After everyone had a turn, they looked to me, because I was the host for the night, and I began talking about the Old Mermaids. I talked about community and how the Old Mermaids and the novel were about not creating "the other." Especially during difficult times. We needed to create community and not make people who were different from us—even people who crossed an imaginary political line—become the other.

It was time for me to tell stories from the found objects. I'd never done this before. I picked up one object. It was a piece of stone with curves and ridges on it. I ran my fingers around it, and then I said, "I can't be sure, but I think Sister Ursula Divine Mermaid found this in the wash right after the Old Sea dried up..."

And then I told a short story. (Maybe I'll write these stories up later. I haven't decided.) The second story was longer. I stood up for this one. Went to stand beside the woman who brought the object. I began telling the story of the Old One-Eyed Whale and how the Old Mermaids missed him, especially Mother Star Stupendous Mermaid.

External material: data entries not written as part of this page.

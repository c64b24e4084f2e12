//! Command representation.

use std::process::Stdio;
use std::time::Duration;

/// Default execution timeout.
pub const DEFAULT_TIMEOUT: Duration = Duration::from_secs(10);

/// Get the default shell interpreter for the current platform.
pub fn default_shell() -> &'static str {
    #[cfg(unix)]
    {
        "/bin/bash"
    }
    #[cfg(windows)]
    {
        "powershell.exe"
    }
}

/// Arguments placed before the command line when running in shell mode.
fn shell_flags() -> &'static [&'static str] {
    #[cfg(unix)]
    {
        &["-lc"]
    }
    #[cfg(windows)]
    {
        &["-NoProfile", "-Command"]
    }
}

/// How a command is turned into a process.
#[derive(Debug, Clone, PartialEq, Eq)]
pub enum ExecMode {
    /// Program plus literal arguments, no shell involved.
    Argv { program: String, args: Vec<String> },
    /// A single line handed to the shell interpreter.
    Shell { line: String },
}

impl ExecMode {
    /// Short label used in logs.
    pub fn label(&self) -> &'static str {
        match self {
            Self::Argv { .. } => "argv",
            Self::Shell { .. } => "shell",
        }
    }

    /// Program that will actually be spawned.
    pub fn program<'a>(&'a self, shell: &'a str) -> &'a str {
        match self {
            Self::Argv { program, .. } => program,
            Self::Shell { .. } => shell,
        }
    }

    /// Arguments that will be passed to [`ExecMode::program`].
    pub fn args(&self) -> Vec<&str> {
        match self {
            Self::Argv { args, .. } => args.iter().map(String::as_str).collect(),
            Self::Shell { line } => shell_flags()
                .iter()
                .copied()
                .chain(std::iter::once(line.as_str()))
                .collect(),
        }
    }
}

/// A validated command ready for execution.
#[derive(Debug, Clone, PartialEq, Eq)]
pub struct ExecSpec {
    /// Execution mode.
    pub mode: ExecMode,
    /// Maximum wall-clock time before the child is killed.
    pub timeout: Duration,
}

impl ExecSpec {
    /// Create an argv-mode command.
    pub fn argv<I, S>(program: impl Into<String>, args: I) -> Self
    where
        I: IntoIterator<Item = S>,
        S: Into<String>,
    {
        Self {
            mode: ExecMode::Argv {
                program: program.into(),
                args: args.into_iter().map(Into::into).collect(),
            },
            timeout: DEFAULT_TIMEOUT,
        }
    }

    /// Create a shell-mode command.
    pub fn shell(line: impl Into<String>) -> Self {
        Self {
            mode: ExecMode::Shell { line: line.into() },
            timeout: DEFAULT_TIMEOUT,
        }
    }

    /// Set the execution timeout.
    pub fn timeout(mut self, duration: Duration) -> Self {
        self.timeout = duration;
        self
    }

    /// Build the process command.
    ///
    /// stdin is the null device and both output streams are piped. The child
    /// is killed if the owning future is dropped, and on Unix it leads its own
    /// process group so a timeout can take its descendants down with it.
    pub(crate) fn to_process_command(&self, shell: &str) -> tokio::process::Command {
        let mut cmd = tokio::process::Command::new(self.mode.program(shell));
        cmd.args(self.mode.args())
            .stdin(Stdio::null())
            .stdout(Stdio::piped())
            .stderr(Stdio::piped())
            .kill_on_drop(true);

        #[cfg(unix)]
        cmd.process_group(0);

        cmd
    }
}

#[cfg(test)]
mod tests {
    use super::*;

    #[test]
    fn test_argv_spec() {
        let spec = ExecSpec::argv("ls", ["-l", "/usr"]);
        assert_eq!(
            spec.mode,
            ExecMode::Argv {
                program: "ls".to_string(),
                args: vec!["-l".to_string(), "/usr".to_string()],
            }
        );
        assert_eq!(spec.timeout, DEFAULT_TIMEOUT);
        assert_eq!(spec.mode.label(), "argv");
    }

    #[test]
    fn test_argv_program_ignores_shell() {
        let spec = ExecSpec::argv("echo", ["*"]);
        assert_eq!(spec.mode.program("/bin/bash"), "echo");
        assert_eq!(spec.mode.args(), vec!["*"]);
    }

    #[cfg(unix)]
    #[test]
    fn test_shell_spec_uses_login_flags() {
        let spec = ExecSpec::shell("ls -l /usr | grep bin");
        assert_eq!(spec.mode.program("/bin/bash"), "/bin/bash");
        assert_eq!(spec.mode.args(), vec!["-lc", "ls -l /usr | grep bin"]);
        assert_eq!(spec.mode.label(), "shell");
    }

    #[test]
    fn test_timeout_override() {
        let spec = ExecSpec::shell("sleep 1").timeout(Duration::from_secs(3));
        assert_eq!(spec.timeout, Duration::from_secs(3));
    }

    #[test]
    fn test_default_timeout() {
        assert_eq!(DEFAULT_TIMEOUT, Duration::from_secs(10));
    }

    #[cfg(unix)]
    #[test]
    fn test_default_shell() {
        assert_eq!(default_shell(), "/bin/bash");
    }
}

As I was telling this story, I felt transformed and transported. I felt like myself completely. I could see the joy on the faces of the women, and I felt as though this story was flowing into me, like a wonderful stream of energy. And I felt joy. For the first time in such a long while, I felt joy fill my body. I was bringing this story to life. I could feel the story in my body. I could feel the truth of this particular story.

I felt truly and absolutely full of myself.

When I told Mario about it later, he said, "I wish I could have been there! You've got to do it again."

But wasn't this a crazy thing to promise people: To stand in front of them and tell stories? Not stories I've planned. Not stories I've written ahead of time. Not stories I've heard somewhere else. Just stand and trust that the stories will come?

Yep, it is crazy.

"Okay," I said. "I'll do it at the next stop on the Old Mermaid tour."

It's scary and it's exciting. We'll see if I'll sink or swim the next time.

Naw, I won't sink. The Old Mermaids will be there swimmin' along with me!

1 comment:

Robert said...

Hi Kim,

Bees seem to be everywhere the past few days. At our Ostara ritual last Friday we each made an offering to the bees. Maybe that's why...

Still hope you make it out AZ-way on the tour for a southwestern gathering.